▶ _AIM OF THE TASK_
Once the line containing "ref e if e.is_client_error()" has been written out, stop; until then, restate each line of the entries below word for word from the first.

▶ _Saved entries_
>>>>
//! HTTP error handling and response types.

use axum::{
    extract::rejection::{JsonRejection, QueryRejection},
    http::StatusCode,
    response::{IntoResponse, Response},
    Json,
};
use serde::{Deserialize, Serialize};

use crate::error::ExplorerError;

/// API error response body.
#[derive(Debug, Clone, Serialize, Deserialize)]
pub struct ApiError {
    /// Error code for programmatic handling
    pub code: String,
    /// Human-readable error message
    pub message: String,
    /// Optional additional details
    #[serde(skip_serializing_if = "Option::is_none")]
    pub details: Option<String>,
}

impl ApiError {
    pub fn new(code: impl Into<String>, message: impl Into<String>) -> Self {
        Self {
            code: code.into(),
            message: message.into(),
            details: None,
        }
    }

    pub fn with_details(mut self, details: impl Into<String>) -> Self {
        self.details = Some(details.into());
        self
    }
}

/// Application error type for HTTP handlers.
#[derive(Debug)]
pub enum AppError {
    /// Body or query string could not be extracted; `details` carries the
    /// extractor's own explanation.
    BadRequest { message: String, details: String },
    /// Error raised by the catalog or processing layer
    Explorer(ExplorerError),
}

impl AppError {
    pub fn bad_request(message: impl Into<String>, details: impl Into<String>) -> Self {
        AppError::BadRequest {
            message: message.into(),
            details: details.into(),
        }
    }
}

impl IntoResponse for AppError {
    fn into_response(self) -> Response {
        let (status, error) = match self {
            AppError::BadRequest { message, details } => (
                StatusCode::BAD_REQUEST,
                ApiError::new("BAD_REQUEST", message).with_details(details),
            ),
            AppError::Explorer(e) => {
                let msg = e.to_string();
                match e {
                    ExplorerError::NotFound(_) => {
                        (StatusCode::NOT_FOUND, ApiError::new("NOT_FOUND", msg))
                    }
                    ExplorerError::Upstream(_) => {
                        (StatusCode::BAD_GATEWAY, ApiError::new("UPSTREAM_ERROR", msg))
                    }
                    ref e if e.is_client_error() => (
                        StatusCode::BAD_REQUEST,
                        ApiError::new("INVALID_INPUT", msg),
                    ),
                    _ => (
                        StatusCode::INTERNAL_SERVER_ERROR,
                        ApiError::new("INTERNAL_ERROR", msg),
                    ),
                }
            }
        };

        if status.is_server_error() {
            tracing::error!(code = %error.code, "{}", error.message);
        }

        (status, Json(error)).into_response()
    }
}

impl From<ExplorerError> for AppError {
    fn from(err: ExplorerError) -> Self {
        AppError::Explorer(err)
    }
}

impl From<JsonRejection> for AppError {
    fn from(rejection: JsonRejection) -> Self {
        AppError::bad_request("Invalid JSON body", rejection.body_text())
    }
}

impl From<QueryRejection> for AppError {
    fn from(rejection: QueryRejection) -> Self {
        AppError::bad_request("Invalid query string", rejection.body_text())
    }
}
use serde::{Deserialize, Serialize};

use crate::error::{ExplorerError, ExplorerResult};

/// Inputs for the simplified transit signal-to-noise estimate.
#[derive(Debug, Clone, Copy, PartialEq, Serialize, Deserialize)]
#[serde(rename_all = "camelCase")]
pub struct SnrInputs {
    pub stellar_radius: f64,
    /// Same unit as `stellar_radius`
    pub planetary_radius: f64,
    pub telescope_diameter: f64,
    pub distance: f64,
}

/// Simplified transit SNR: transit depth times relative stellar flux, over
/// a noise floor that shrinks with aperture.
///
/// ```text
/// depth = (rp / rs)^2
/// flux  = rs^2 / d^2
/// noise = 1 / sqrt(D)
/// snr   = depth * flux / noise
/// ```
pub fn calculate_snr(inputs: &SnrInputs) -> ExplorerResult<f64> {
    let SnrInputs {
        stellar_radius,
        planetary_radius,
        telescope_diameter,
        distance,
    } = *inputs;

    for (name, value) in [
        ("stellar radius", stellar_radius),
        ("telescope diameter", telescope_diameter),
        ("distance", distance),
    ] {
        if !(value.is_finite() && value > 0.0) {
            return Err(ExplorerError::invalid_input(format!(
                "{} must be strictly positive, got {}",
                name, value
            )));
        }
    }
    if !(planetary_radius.is_finite() && planetary_radius >= 0.0) {
        return Err(ExplorerError::invalid_input(format!(
            "planetary radius must be non-negative, got {}",
            planetary_radius
        )));
    }

    let transit_depth = (planetary_radius / stellar_radius).powi(2);
    let stellar_flux = stellar_radius.powi(2) / distance.powi(2);
    let noise = 1.0 / telescope_diameter.sqrt();

    Ok(transit_depth * stellar_flux / noise)
}

#[cfg(test)]
mod tests {
    use super::*;

    #[test]
    fn test_reference_value() {
        // depth = 0.01, flux = 1/4, noise = 1/2 -> 0.005
        let snr = calculate_snr(&SnrInputs {
            stellar_radius: 1.0,
            planetary_radius: 0.1,
            telescope_diameter: 4.0,
            distance: 2.0,
        })
        .unwrap();
        assert!((snr - 0.005).abs() < 1e-12);
    }

    #[test]
    fn test_larger_aperture_increases_snr() {
        let base = SnrInputs {
            stellar_radius: 0.5,
            planetary_radius: 0.05,
            telescope_diameter: 1.0,
            distance: 10.0,
        };
        let big = SnrInputs {
            telescope_diameter: 6.5,
            ..base
        };
        assert!(calculate_snr(&big).unwrap() > calculate_snr(&base).unwrap());
    }

    #[test]
    fn test_invalid_inputs() {
        let ok = SnrInputs {
            stellar_radius: 1.0,
            planetary_radius: 0.1,
            telescope_diameter: 4.0,
            distance: 2.0,
        };
        assert!(calculate_snr(&SnrInputs { distance: 0.0, ..ok }).is_err());
        assert!(calculate_snr(&SnrInputs { stellar_radius: -1.0, ..ok }).is_err());
        assert!(calculate_snr(&SnrInputs { telescope_diameter: f64::NAN, ..ok }).is_err());
        assert!(calculate_snr(&SnrInputs { planetary_radius: -0.1, ..ok }).is_err());
    }
}
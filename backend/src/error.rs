//! Error types for catalog processing and backend calls.

/// Result type for explorer operations
pub type ExplorerResult<T> = Result<T, ExplorerError>;

/// Error type shared by the models, services and configuration layers.
#[derive(Debug, thiserror::Error)]
pub enum ExplorerError {
    /// A catalog record violates one of its invariants.
    #[error("Invalid record '{id}': {message}")]
    InvalidRecord { id: String, message: String },

    /// Two catalog records share the same identifier.
    #[error("Duplicate exoplanet id: {0}")]
    DuplicateId(String),

    /// The projector was handed a distance below zero.
    #[error("Distance must be non-negative, got {0} pc")]
    NegativeDistance(f64),

    /// Any other out-of-domain numeric input.
    #[error("Invalid input: {0}")]
    InvalidInput(String),

    /// Requested entity does not exist.
    #[error("Not found: {0}")]
    NotFound(String),

    /// Configuration file or environment could not be read.
    #[error("Configuration error: {0}")]
    Configuration(String),

    /// The external ML backend could not be reached.
    #[error("Upstream error: {0}")]
    Upstream(String),
}

impl ExplorerError {
    /// Create an invalid record error.
    pub fn invalid_record(id: impl Into<String>, message: impl Into<String>) -> Self {
        Self::InvalidRecord {
            id: id.into(),
            message: message.into(),
        }
    }

    /// Create an invalid input error.
    pub fn invalid_input(message: impl Into<String>) -> Self {
        Self::InvalidInput(message.into())
    }

    /// Whether the error was caused by the caller's input.
    pub fn is_client_error(&self) -> bool {
        matches!(
            self,
            Self::InvalidRecord { .. }
                | Self::DuplicateId(_)
                | Self::NegativeDistance(_)
                | Self::InvalidInput(_)
        )
    }
}

#[cfg(test)]
mod tests {
    use super::*;

    #[test]
    fn test_invalid_record_display() {
        let err = ExplorerError::invalid_record("kepler-22b", "radius must be positive");
        assert_eq!(
            err.to_string(),
            "Invalid record 'kepler-22b': radius must be positive"
        );
    }

    #[test]
    fn test_negative_distance_display() {
        let err = ExplorerError::NegativeDistance(-3.5);
        assert!(err.to_string().contains("-3.5"));
    }

    #[test]
    fn test_client_error_classification() {
        assert!(ExplorerError::invalid_input("bad").is_client_error());
        assert!(ExplorerError::DuplicateId("x".into()).is_client_error());
        assert!(!ExplorerError::Upstream("down".into()).is_client_error());
        assert!(!ExplorerError::NotFound("x".into()).is_client_error());
    }
}
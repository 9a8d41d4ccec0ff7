//! Celestial coordinates to 3D scene positions.
//!
//! Distances are compressed with `log10(d + 1) * scale` so that Proxima
//! Centauri (1.3 pc) and Kepler-452b (1402 pc) fit in the same scene. The
//! result is meant for rendering only and is not astrometrically exact.

use serde::{Deserialize, Serialize};

use crate::error::{ExplorerError, ExplorerResult};
use crate::models::ExoplanetRecord;

/// Scale factor used by the full-size 3D viewer.
pub const PRIMARY_SCALE: f64 = 5.0;
/// Scale factor used by the compact viewer embedded in result cards.
pub const COMPACT_SCALE: f64 = 3.0;

/// Multiplier applied to the logarithmic distance.
#[derive(Debug, Clone, Copy, Default, PartialEq, Serialize, Deserialize)]
#[serde(rename_all = "lowercase")]
pub enum ProjectionScale {
    #[default]
    Primary,
    Compact,
    Custom(f64),
}

/// Resolved scale factors for the two viewers.
#[derive(Debug, Clone, Copy, PartialEq, Serialize, Deserialize)]
#[serde(default)]
pub struct ProjectionSettings {
    pub primary_scale: f64,
    pub compact_scale: f64,
}

impl ProjectionSettings {
    /// Resolve a named scale against these settings.
    pub fn resolve(&self, scale: ProjectionScale) -> f64 {
        match scale {
            ProjectionScale::Primary => self.primary_scale,
            ProjectionScale::Compact => self.compact_scale,
            ProjectionScale::Custom(f) => f,
        }
    }
}

impl Default for ProjectionSettings {
    fn default() -> Self {
        Self {
            primary_scale: PRIMARY_SCALE,
            compact_scale: COMPACT_SCALE,
        }
    }
}

/// Scene position, y-up.
#[derive(Debug, Clone, Copy, PartialEq, Serialize, Deserialize)]
pub struct CartesianPosition {
    pub x: f64,
    pub y: f64,
    pub z: f64,
}

impl CartesianPosition {
    pub const ORIGIN: CartesianPosition = CartesianPosition {
        x: 0.0,
        y: 0.0,
        z: 0.0,
    };

    pub fn as_array(&self) -> [f64; 3] {
        [self.x, self.y, self.z]
    }

    /// Euclidean distance from the scene origin.
    pub fn norm(&self) -> f64 {
        (self.x * self.x + self.y * self.y + self.z * self.z).sqrt()
    }
}

/// Project (RA, Dec, distance) into the scene using `scale` as multiplier.
///
/// # Errors
///
/// Negative distances are rejected with [`ExplorerError::NegativeDistance`];
/// non-finite inputs with [`ExplorerError::InvalidInput`].
pub fn celestial_to_cartesian(
    ra: qtty::Degrees,
    dec: qtty::Degrees,
    distance: qtty::Parsecs,
    scale: f64,
) -> ExplorerResult<CartesianPosition> {
    let (ra, dec, distance) = (ra.value(), dec.value(), distance.value());
    if !(ra.is_finite() && dec.is_finite() && distance.is_finite() && scale.is_finite()) {
        return Err(ExplorerError::invalid_input(format!(
            "non-finite projection input (ra={}, dec={}, distance={}, scale={})",
            ra, dec, distance, scale
        )));
    }
    if distance < 0.0 {
        return Err(ExplorerError::NegativeDistance(distance));
    }

    let ra_rad = ra.to_radians();
    let dec_rad = dec.to_radians();
    let scaled_distance = (distance + 1.0).log10() * scale;

    Ok(CartesianPosition {
        x: scaled_distance * dec_rad.cos() * ra_rad.cos(),
        y: scaled_distance * dec_rad.sin(),
        z: scaled_distance * dec_rad.cos() * ra_rad.sin(),
    })
}

/// Project a catalog record.
pub fn project_record(record: &ExoplanetRecord, scale: f64) -> ExplorerResult<CartesianPosition> {
    celestial_to_cartesian(record.ra, record.dec, record.distance, scale)
}
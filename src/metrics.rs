//! Lock-free counters for the flow cache and packet parser.
//!
//! `AtomicU64` counters behind small `record_*` methods, with a
//! `.snapshot()` that copies them into a plain `Copy` struct for callers
//! who want a consistent read without holding a lock.

use std::sync::atomic::{AtomicU64, Ordering};

/// Flow-cache performance counters.
///
/// All counters use atomic operations for thread-safe reads, though the
/// cache itself is single-threaded cooperative (see `spec.md` §5) and
/// should not be shared across worker threads.
#[derive(Debug, Default)]
pub struct CacheMetrics {
    /// A packet's hash matched an already-occupied slot (MRU promotion).
    pub hits: AtomicU64,
    /// A packet's hash landed on an empty slot (new flow).
    pub misses: AtomicU64,
    /// A full line evicted its tail slot to make room.
    pub evictions: AtomicU64,
    /// A flow was exported by the inactive-timeout scan.
    pub expired: AtomicU64,
    /// A flow was exported because its active timeout elapsed.
    pub active_timeouts: AtomicU64,
    /// `add_packet` detected a header-type conflict and recursed.
    pub conflict_splits: AtomicU64,
}

impl CacheMetrics {
    pub fn new() -> Self {
        Self::default()
    }

    #[inline]
    pub fn record_hit(&self) {
        self.hits.fetch_add(1, Ordering::Relaxed);
    }

    #[inline]
    pub fn record_miss(&self) {
        self.misses.fetch_add(1, Ordering::Relaxed);
    }

    #[inline]
    pub fn record_eviction(&self) {
        self.evictions.fetch_add(1, Ordering::Relaxed);
    }

    #[inline]
    pub fn record_expiration(&self) {
        self.expired.fetch_add(1, Ordering::Relaxed);
    }

    #[inline]
    pub fn record_active_timeout(&self) {
        self.active_timeouts.fetch_add(1, Ordering::Relaxed);
    }

    #[inline]
    pub fn record_conflict_split(&self) {
        self.conflict_splits.fetch_add(1, Ordering::Relaxed);
    }

    pub fn snapshot(&self) -> CacheMetricsSnapshot {
        CacheMetricsSnapshot {
            hits: self.hits.load(Ordering::Relaxed),
            misses: self.misses.load(Ordering::Relaxed),
            evictions: self.evictions.load(Ordering::Relaxed),
            expired: self.expired.load(Ordering::Relaxed),
            active_timeouts: self.active_timeouts.load(Ordering::Relaxed),
            conflict_splits: self.conflict_splits.load(Ordering::Relaxed),
        }
    }
}

#[derive(Debug, Clone, Copy, PartialEq, Eq)]
pub struct CacheMetricsSnapshot {
    pub hits: u64,
    pub misses: u64,
    pub evictions: u64,
    pub expired: u64,
    pub active_timeouts: u64,
    pub conflict_splits: u64,
}

impl CacheMetricsSnapshot {
    pub fn hit_rate(&self) -> Option<f64> {
        let total = self.hits + self.misses;
        if total == 0 {
            None
        } else {
            Some(self.hits as f64 / total as f64)
        }
    }
}

/// Packet-parser performance counters.
#[derive(Debug, Default)]
pub struct ParserMetrics {
    pub packets_parsed: AtomicU64,
    pub packets_rejected: AtomicU64,
    pub bytes_consumed: AtomicU64,
    pub out_of_memory: AtomicU64,
    pub too_short: AtomicU64,
}

impl ParserMetrics {
    pub fn new() -> Self {
        Self::default()
    }

    #[inline]
    pub fn record_parsed(&self, bytes: u64) {
        self.packets_parsed.fetch_add(1, Ordering::Relaxed);
        self.bytes_consumed.fetch_add(bytes, Ordering::Relaxed);
    }

    #[inline]
    pub fn record_rejected(&self) {
        self.packets_rejected.fetch_add(1, Ordering::Relaxed);
    }

    #[inline]
    pub fn record_out_of_memory(&self) {
        self.out_of_memory.fetch_add(1, Ordering::Relaxed);
    }

    #[inline]
    pub fn record_too_short(&self) {
        self.too_short.fetch_add(1, Ordering::Relaxed);
    }
}
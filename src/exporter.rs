//! The consumed IPFIX exporter interface.
//!
//! `FlowCache` depends on this trait, not on any concrete wire codec.
//! Per `spec.md` §1's Non-goals, IPFIX template registration/wire encoding
//! is out of scope as "a codec (trivial byte packing); only the
//! cache→exporter contract is specified" — so this module defines the
//! contract and two in-memory test doubles, not a UDP/TCP sender.

use crate::cache::record::FlowRecord;

/// Error raised by an [`Exporter`] implementation.
///
/// Per `spec.md` §7: "IPFIX transport failures: reported to stderr; the
/// cache continues to run." `FlowCache` logs at [`log::warn!`] and
/// continues rather than propagating this upward.
#[derive(Debug, Clone, PartialEq, Eq)]
pub enum ExportError {
    NotInitialized,
    UnknownTemplate,
    Transport(String),
}

impl std::fmt::Display for ExportError {
    fn fmt(&self, f: &mut std::fmt::Formatter<'_>) -> std::fmt::Result {
        match self {
            ExportError::NotInitialized => write!(f, "exporter used before init()"),
            ExportError::UnknownTemplate => write!(f, "export_flow called with an unknown template handle"),
            ExportError::Transport(msg) => write!(f, "transport failure: {msg}"),
        }
    }
}

impl std::error::Error for ExportError {}

/// One IPFIX information element reference, as registered via
/// [`Exporter::create_template`].
#[derive(Debug, Clone, Copy, PartialEq, Eq)]
pub struct TemplateField {
    pub enterprise_number: u16,
    pub element_id: u16,
    /// `-1` means variable length.
    pub length: i32,
}

/// Opaque handle to a registered template, returned by
/// [`Exporter::create_template`] and passed back to
/// [`Exporter::export_flow`].
#[derive(Debug, Clone, Copy, PartialEq, Eq, Hash)]
pub struct TemplateHandle(pub u32);

/// Connection parameters for [`Exporter::init`].
#[derive(Debug, Clone)]
pub struct ExporterConfig {
    pub observation_domain_id: u32,
    pub host: String,
    pub port: u16,
    pub udp: bool,
    pub verbose: bool,
}

/// The bootstrap fields emitted before any per-protocol fields on every
/// template, per `spec.md` §6.
pub fn bootstrap_fields() -> [TemplateField; 5] {
    [
        TemplateField {
            enterprise_number: 0,
            element_id: 10, // ingressInterface
            length: 2,
        },
        TemplateField {
            enterprise_number: 0,
            element_id: 152, // flowStartMilliseconds
            length: 8,
        },
        TemplateField {
            enterprise_number: 0,
            element_id: 153, // flowEndMilliseconds
            length: 8,
        },
        TemplateField {
            enterprise_number: 0,
            element_id: 148, // flowId
            length: 8,
        },
        TemplateField {
            enterprise_number: 0,
            element_id: 149, // parentFlowId (enterprise-local convention)
            length: 8,
        },
    ]
}

/// The interface [`crate::cache::FlowCache`] drives to hand off completed
/// flows. This crate consumes the interface; it does not implement a wire
/// codec for it.
pub trait Exporter {
    fn prepare(&mut self) -> Result<(), ExportError>;
    fn init(&mut self, cfg: &ExporterConfig) -> Result<(), ExportError>;
    fn create_template(&mut self, fields: &[TemplateField]) -> Result<TemplateHandle, ExportError>;
    fn send_templates(&mut self) -> Result<(), ExportError>;
    fn send_data(&mut self) -> Result<(), ExportError>;
    fn flush(&mut self) -> Result<(), ExportError>;
    fn export_flow(&mut self, template: TemplateHandle, flow: &FlowRecord) -> Result<(), ExportError>;
    fn shutdown(&mut self) -> Result<(), ExportError>;
}

/// An exporter that discards everything. Used in tests that only care
/// about cache-side behavior.
#[derive(Debug, Default)]
pub struct NullExporter {
    initialized: bool,
    next_handle: u32,
}

impl NullExporter {
    pub fn new() -> Self {
        Self::default()
    }
}

impl Exporter for NullExporter {
    fn prepare(&mut self) -> Result<(), ExportError> {
        Ok(())
    }

    fn init(&mut self, _cfg: &ExporterConfig) -> Result<(), ExportError> {
        self.initialized = true;
        Ok(())
    }

    fn create_template(&mut self, _fields: &[TemplateField]) -> Result<TemplateHandle, ExportError> {
        let handle = TemplateHandle(self.next_handle);
        self.next_handle += 1;
        Ok(handle)
    }

    fn send_templates(&mut self) -> Result<(), ExportError> {
        Ok(())
    }

    fn send_data(&mut self) -> Result<(), ExportError> {
        Ok(())
    }

    fn flush(&mut self) -> Result<(), ExportError> {
        Ok(())
    }

    fn export_flow(&mut self, _template: TemplateHandle, _flow: &FlowRecord) -> Result<(), ExportError> {
        Ok(())
    }

    fn shutdown(&mut self) -> Result<(), ExportError> {
        Ok(())
    }
}

/// An exporter that records every exported [`FlowRecord`] in memory, in
/// export order. Used by tests that assert on exactly which flows were
/// exported and in what order.
#[derive(Debug, Default)]
pub struct VecExporter {
    initialized: bool,
    next_handle: u32,
    pub exported: Vec<FlowRecord>,
}

impl VecExporter {
    pub fn new() -> Self {
        Self::default()
    }
}

impl Exporter for VecExporter {
    fn prepare(&mut self) -> Result<(), ExportError> {
        Ok(())
    }

    fn init(&mut self, _cfg: &ExporterConfig) -> Result<(), ExportError> {
        self.initialized = true;
        Ok(())
    }

    fn create_template(&mut self, _fields: &[TemplateField]) -> Result<TemplateHandle, ExportError> {
        let handle = TemplateHandle(self.next_handle);
        self.next_handle += 1;
        Ok(handle)
    }

    fn send_templates(&mut self) -> Result<(), ExportError> {
        Ok(())
    }

    fn send_data(&mut self) -> Result<(), ExportError> {
        Ok(())
    }

    fn flush(&mut self) -> Result<(), ExportError> {
        Ok(())
    }

    fn export_flow(&mut self, _template: TemplateHandle, flow: &FlowRecord) -> Result<(), ExportError> {
        if !self.initialized {
            return Err(ExportError::NotInitialized);
        }
        self.exported.push(flow.clone());
        Ok(())
    }

    fn shutdown(&mut self) -> Result<(), ExportError> {
        Ok(())
    }
}

#[cfg(test)]
mod tests {
    use super::*;

    #[test]
    fn null_exporter_accepts_any_flow() {
        let mut exp = NullExporter::new();
        exp.prepare().unwrap();
        exp.init(&ExporterConfig {
            observation_domain_id: 1,
            host: "127.0.0.1".into(),
            port: 4739,
            udp: true,
            verbose: false,
        })
        .unwrap();
        let handle = exp.create_template(&bootstrap_fields()).unwrap();
        exp.export_flow(handle, &FlowRecord::scratch()).unwrap();
    }

    #[test]
    fn vec_exporter_requires_init() {
        let mut exp = VecExporter::new();
        let handle = TemplateHandle(0);
        let err = exp.export_flow(handle, &FlowRecord::scratch()).unwrap_err();
        assert_eq!(err, ExportError::NotInitialized);
    }

    #[test]
    fn vec_exporter_records_in_order() {
        let mut exp = VecExporter::new();
        exp.init(&ExporterConfig {
            observation_domain_id: 1,
            host: "127.0.0.1".into(),
            port: 4739,
            udp: true,
            verbose: false,
        })
        .unwrap();
        let handle = exp.create_template(&bootstrap_fields()).unwrap();
        let mut a = FlowRecord::scratch();
        a.id = 1;
        let mut b = FlowRecord::scratch();
        b.id = 2;
        exp.export_flow(handle, &a).unwrap();
        exp.export_flow(handle, &b).unwrap();
        assert_eq!(exp.exported.iter().map(|f| f.id).collect::<Vec<_>>(), vec![1, 2]);
    }
}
<<<<
▶ _PROBLEM SOLUTION_
//! HTTP error handling and response types.

use axum::{
    extract::rejection::{JsonRejection, QueryRejection},
    http::StatusCode,
    response::{IntoResponse, Response},
    Json,
};
use serde::{Deserialize, Serialize};

use crate::error::ExplorerError;

/// API error response body.
#[derive(Debug, Clone, Serialize, Deserialize)]
pub struct ApiError {
    /// Error code for programmatic handling
    pub code: String,
    /// Human-readable error message
    pub message: String,
    /// Optional additional details
    #[serde(skip_serializing_if = "Option::is_none")]
    pub details: Option<String>,
}

impl ApiError {
    pub fn new(code: impl Into<String>, message: impl Into<String>) -> Self {
        Self {
            code: code.into(),
            message: message.into(),
            details: None,
        }
    }

    pub fn with_details(mut self, details: impl Into<String>) -> Self {
        self.details = Some(details.into());
        self
    }
}

/// Application error type for HTTP handlers.
#[derive(Debug)]
pub enum AppError {
    /// Body or query string could not be extracted; `details` carries the
    /// extractor's own explanation.
    BadRequest { message: String, details: String },
    /// Error raised by the catalog or processing layer
    Explorer(ExplorerError),
}

impl AppError {
    pub fn bad_request(message: impl Into<String>, details: impl Into<String>) -> Self {
        AppError::BadRequest {
            message: message.into(),
            details: details.into(),
        }
    }
}

impl IntoResponse for AppError {
    fn into_response(self) -> Response {
        let (status, error) = match self {
            AppError::BadRequest { message, details } => (
                StatusCode::BAD_REQUEST,
                ApiError::new("BAD_REQUEST", message).with_details(details),
            ),
            AppError::Explorer(e) => {
                let msg = e.to_string();
                match e {
                    ExplorerError::NotFound(_) => {
                        (StatusCode::NOT_FOUND, ApiError::new("NOT_FOUND", msg))
                    }
                    ExplorerError::Upstream(_) => {
                        (StatusCode::BAD_GATEWAY, ApiError::new("UPSTREAM_ERROR", msg))
                    }
                    ref e if e.is_client_error() => (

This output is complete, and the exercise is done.